Question

In a geometric distribution, P=1/57
Calculate the following distribution:

Answer 1

\[P(13\le x<70).\]

Answer 2

You can't order me!

Answer 3

Am not ordering you :P That's my username... But I would like an answer if anyone can help :)

Answer 4

I know, I love Ema!!

Answer 5

I lv J.K Rowlin

Answer 6

Lol, Harry Potter is awesome! But can anyone help with the distribution?

Answer 7

I can, but I haven't reviewed probability distribution since soo long..

Answer 8

Ah OK, I just don't know the steps... If I have a good formula, it'd help a lot! I can't find one, however...

Answer 9

yh, it's different from binomial distribution, x (14, 13, 12.....69..), P( x attempts)

Answer 10

\[P*(1-p)^{x-1}\]

Answer 11

What would X be?

Answer 12

X is the number of attempts

Answer 13

Yes, but it would be between 13 and 70...

Answer 14

find the cummulative distribution between 13 and 70, subtract it from 1

Answer 15

P(X=k) = p(1-p)^(k-1), this tells the propability that X=k, and p is a parameter. If u want to know the propability for P(13<=x<70) its P(X=13)+P(X=14)+...+P(x=69)

Answer 16

Yes, I know that... but what's the short method in calculating with distribution without having to add all of them together?

Answer 17

p = the cummulative distribution function of x

Answer 18

Yup... I know that too... Um.. but there are like 57 distributions that I have to calculate... is there a formula for shortening it?

Answer 19

P* (1-(c.d.f)^x-1

Answer 20

P(X=13)+P(X=14)+...+P(x=69) = p(1-p)^12 + ...+ p(1-p)^68. = p(1-p)^12 (1+(1-p)+(1-p)^2 +...+(1-p)^56), where the sequence 1+(1-p) + ... is a geometric sequence, for which u can apply the formula of a sum of geometric sequence

Answer 21

So, how would you fill in the formula with P=1/57 with those parameters?

Answer 22

Easier way is to apply the cumulative distribution function for geometric propability distribution. Now CDF(k) = P(x<= k), so P(13<= x < 70) = CDF(69)-CDF(12). And for geometric propability distribution: CDF(k)=1-(1-p)^k.

Answer 23

What's the method to calculate the cumulative distribution function though? I know the method of using combinations and timesing them by the things you need to get it for let's say combination of (6,1) * 1/57^1 * 56/57^5.... but how do you do that for a large sum of distributions?

Answer 24

I gave you the cumulative distribution function for geometric distribution its CDF(k) = 1-(1-p)^k and it answers to the question P(x<=k).

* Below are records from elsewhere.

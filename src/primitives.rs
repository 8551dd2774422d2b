//! # Primitives géométriques
//!
//! Chaque forme sait se transformer en balise (SVG) via le trait [`Render`].
//! L'énumération fermée [`Primitive`] regroupe toutes les formes que le
//! décomposeur peut produire ; sa variante `Null` rend toujours une chaîne
//! vide.
//!
//! Les attributs sont passés dans une [`Attributes`] ordonnée : l'ordre
//! d'insertion est l'ordre d'écriture.
//!
//! ```
//! use rusty_laby_svg::primitives::{attributes, tag};
//! use serde_json::json;
//!
//! let attrs = attributes(json!({"stroke": "black", "stroke_width": 2}));
//! assert_eq!(tag("line", None, &attrs), r#"<line stroke="black" stroke-width="2" />"#);
//! ```

use std::fmt;

use serde_json::{Map, Value};

/// Attributs d'une balise, dans l'ordre fourni.
pub type Attributes = Map<String, Value>;

/// Tout ce qui peut produire du balisage.
pub trait Render {
    fn render(&self, attributes: &Attributes) -> String;
}

/// Convertit un objet JSON (typiquement `json!({...})`) en attributs.
///
/// Toute autre valeur donne une liste vide.
pub fn attributes(value: Value) -> Attributes {
    match value {
        Value::Object(map) => map,
        _ => Attributes::new(),
    }
}

/// Génère une balise XML.
///
/// # Arguments
///
/// * `name` - Le nom de l'élément (`rect`, `line`, ...).
/// * `content` - Le contenu textuel ; sans contenu la balise est auto-fermante.
/// * `attributes` - Les attributs ; les `_` des noms deviennent des `-`.
///
/// # Retour
///
/// `<name a="v" />` ou `<name a="v">content</name>`.
pub fn tag(name: &str, content: Option<&str>, attributes: &Attributes) -> String {
    let mut attrs = String::new();
    for (key, value) in attributes {
        attrs.push_str(&format!(" {}=\"{}\"", key.replace('_', "-"), format_value(value)));
    }
    match content {
        None => format!("<{}{} />", name, attrs),
        Some(content) => format!("<{}{}>{}</{}>", name, attrs, content, name),
    }
}

/// Valeur d'attribut en texte : chaîne telle quelle, nombre et booléen en
/// notation JSON (`true`/`false`), `null` vide.
fn format_value(value: &Value) -> String {
    match value {
        Value::String(s) => s.clone(),
        Value::Null => String::new(),
        other => other.to_string(),
    }
}

/// Copie `base` puis y écrit `overrides` ; une clé existante garde sa place.
fn merged(base: &Attributes, overrides: Attributes) -> Attributes {
    let mut attrs = base.clone();
    for (key, value) in overrides {
        attrs.insert(key, value);
    }
    attrs
}

/// Point euclidien de coordonnées entières.
#[derive(Debug, Clone, Copy, PartialEq, Eq, Hash, Default)]
pub struct Point {
    pub x: i32,
    pub y: i32,
}

impl Point {
    pub fn new(x: i32, y: i32) -> Self {
        Self { x, y }
    }

    /// Retourne le point décalé de `(dx, dy)`.
    ///
    /// Le calcul boucle aux bornes de `i32` au lieu de paniquer.
    pub fn translate(self, dx: i32, dy: i32) -> Self {
        Self {
            x: self.x.wrapping_add(dx),
            y: self.y.wrapping_add(dy),
        }
    }
}

impl fmt::Display for Point {
    fn fmt(&self, f: &mut fmt::Formatter<'_>) -> fmt::Result {
        write!(f, "{},{}", self.x, self.y)
    }
}

impl Render for Point {
    /// `"x,y"`, pour l'attribut `points` ; les attributs sont ignorés.
    fn render(&self, _attributes: &Attributes) -> String {
        self.to_string()
    }
}

/// Segment délimité par deux points.
#[derive(Debug, Clone, Copy, PartialEq, Eq, Hash)]
pub struct Line {
    pub start: Point,
    pub end: Point,
}

impl Line {
    pub fn new(start: Point, end: Point) -> Self {
        Self { start, end }
    }
}

impl Render for Line {
    fn render(&self, attributes: &Attributes) -> String {
        let mut attrs = Attributes::new();
        attrs.insert("x1".into(), self.start.x.into());
        attrs.insert("y1".into(), self.start.y.into());
        attrs.insert("x2".into(), self.end.x.into());
        attrs.insert("y2".into(), self.end.y.into());
        tag("line", None, &merged(&attrs, attributes.clone()))
    }
}

fn points_attribute(points: &[Point]) -> String {
    points
        .iter()
        .map(Point::to_string)
        .collect::<Vec<_>>()
        .join(" ")
}

fn render_points(name: &str, points: &[Point], attributes: &Attributes) -> String {
    let mut attrs = Attributes::new();
    attrs.insert("points".into(), points_attribute(points).into());
    tag(name, None, &merged(&attrs, attributes.clone()))
}

/// Ligne brisée ouverte : le dernier point n'est pas relié au premier.
#[derive(Debug, Clone, PartialEq, Eq, Hash)]
pub struct Polyline(pub Vec<Point>);

impl Render for Polyline {
    fn render(&self, attributes: &Attributes) -> String {
        render_points("polyline", &self.0, attributes)
    }
}

/// Forme fermée.
#[derive(Debug, Clone, PartialEq, Eq, Hash)]
pub struct Polygon(pub Vec<Point>);

impl Render for Polygon {
    fn render(&self, attributes: &Attributes) -> String {
        render_points("polygon", &self.0, attributes)
    }
}

/// Segments indépendants, sans équivalent SVG : chaque ligne est rendue à la suite.
#[derive(Debug, Clone, PartialEq, Eq, Hash)]
pub struct DisjointLines(pub Vec<Line>);

impl Render for DisjointLines {
    fn render(&self, attributes: &Attributes) -> String {
        self.0.iter().map(|line| line.render(attributes)).collect()
    }
}

/// Rectangle, éventuellement ancré sur son coin haut-gauche.
///
/// Quand l'ancre est présente, ses `x`/`y` sont écrits dans les attributs :
/// un `x` ou `y` fourni par l'appelant garde sa position mais prend la valeur
/// de l'ancre.
#[derive(Debug, Clone, Copy, PartialEq, Eq, Hash, Default)]
pub struct Rect {
    pub top_left: Option<Point>,
}

impl Rect {
    pub fn at(top_left: Point) -> Self {
        Self {
            top_left: Some(top_left),
        }
    }
}

impl Render for Rect {
    fn render(&self, attributes: &Attributes) -> String {
        match self.top_left {
            Some(point) => {
                let mut anchor = Attributes::new();
                anchor.insert("x".into(), point.x.into());
                anchor.insert("y".into(), point.y.into());
                tag("rect", None, &merged(attributes, anchor))
            }
            None => tag("rect", None, attributes),
        }
    }
}

/// Texte positionné sur un point.
#[derive(Debug, Clone, PartialEq, Eq, Hash)]
pub struct Text {
    pub content: String,
    pub point: Point,
}

impl Text {
    pub fn new(content: impl Into<String>, point: Point) -> Self {
        Self {
            content: content.into(),
            point,
        }
    }
}

impl Render for Text {
    fn render(&self, attributes: &Attributes) -> String {
        let mut attrs = Attributes::new();
        attrs.insert("x".into(), self.point.x.into());
        attrs.insert("y".into(), self.point.y.into());
        tag("text", Some(self.content.as_str()), &merged(&attrs, attributes.clone()))
    }
}

/// Famille fermée des formes dessinables.
#[derive(Debug, Clone, PartialEq, Eq, Hash, Default)]
pub enum Primitive {
    Point(Point),
    Line(Line),
    Polyline(Polyline),
    Polygon(Polygon),
    DisjointLines(DisjointLines),
    Rect(Rect),
    Text(Text),
    /// Rien à dessiner.
    #[default]
    Null,
}

impl Render for Primitive {
    fn render(&self, attributes: &Attributes) -> String {
        match self {
            Primitive::Point(point) => point.render(attributes),
            Primitive::Line(line) => line.render(attributes),
            Primitive::Polyline(polyline) => polyline.render(attributes),
            Primitive::Polygon(polygon) => polygon.render(attributes),
            Primitive::DisjointLines(lines) => lines.render(attributes),
            Primitive::Rect(rect) => rect.render(attributes),
            Primitive::Text(text) => text.render(attributes),
            Primitive::Null => String::new(),
        }
    }
}

impl From<Line> for Primitive {
    fn from(line: Line) -> Self {
        Primitive::Line(line)
    }
}

impl From<Polyline> for Primitive {
    fn from(polyline: Polyline) -> Self {
        Primitive::Polyline(polyline)
    }
}

impl From<Polygon> for Primitive {
    fn from(polygon: Polygon) -> Self {
        Primitive::Polygon(polygon)
    }
}

impl From<DisjointLines> for Primitive {
    fn from(lines: DisjointLines) -> Self {
        Primitive::DisjointLines(lines)
    }
}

It can be calculated by \[\sum_{n=1}^{k}p(1-p)^{n-1}\]

Answer 25

what is the general formula for a geometric dist func ?

Answer 26

P(x<=k) = CDF(k)=1-(1-p)^k, http://en.wikipedia.org/wiki/Geometric_distribution

Answer 27

Yup, I know that's the formula... but I don't know what n is

Answer 28

n is the index of the sum, but to your original question i already gave an answer: "Now CDF(k) = P(x<= k), so P(13<= x < 70) = CDF(69)-CDF(12). And for geometric propability distribution: CDF(k)=1-(1-p)^k"

Using the above formula the answer CDF(69)-CDF(12) with parameter p = 1/57 is 1-(1-1/57)^69 - (1-(1-1/57)^12 = (1-1/57)^12 - (1-1/57)^69 which is approximately 0.51, which is a reasonable answer to a propability question, as its between zero and one.

Answer 29

Thanks so much! Yes, that's the answer at the back of the book. I can see now why you got it.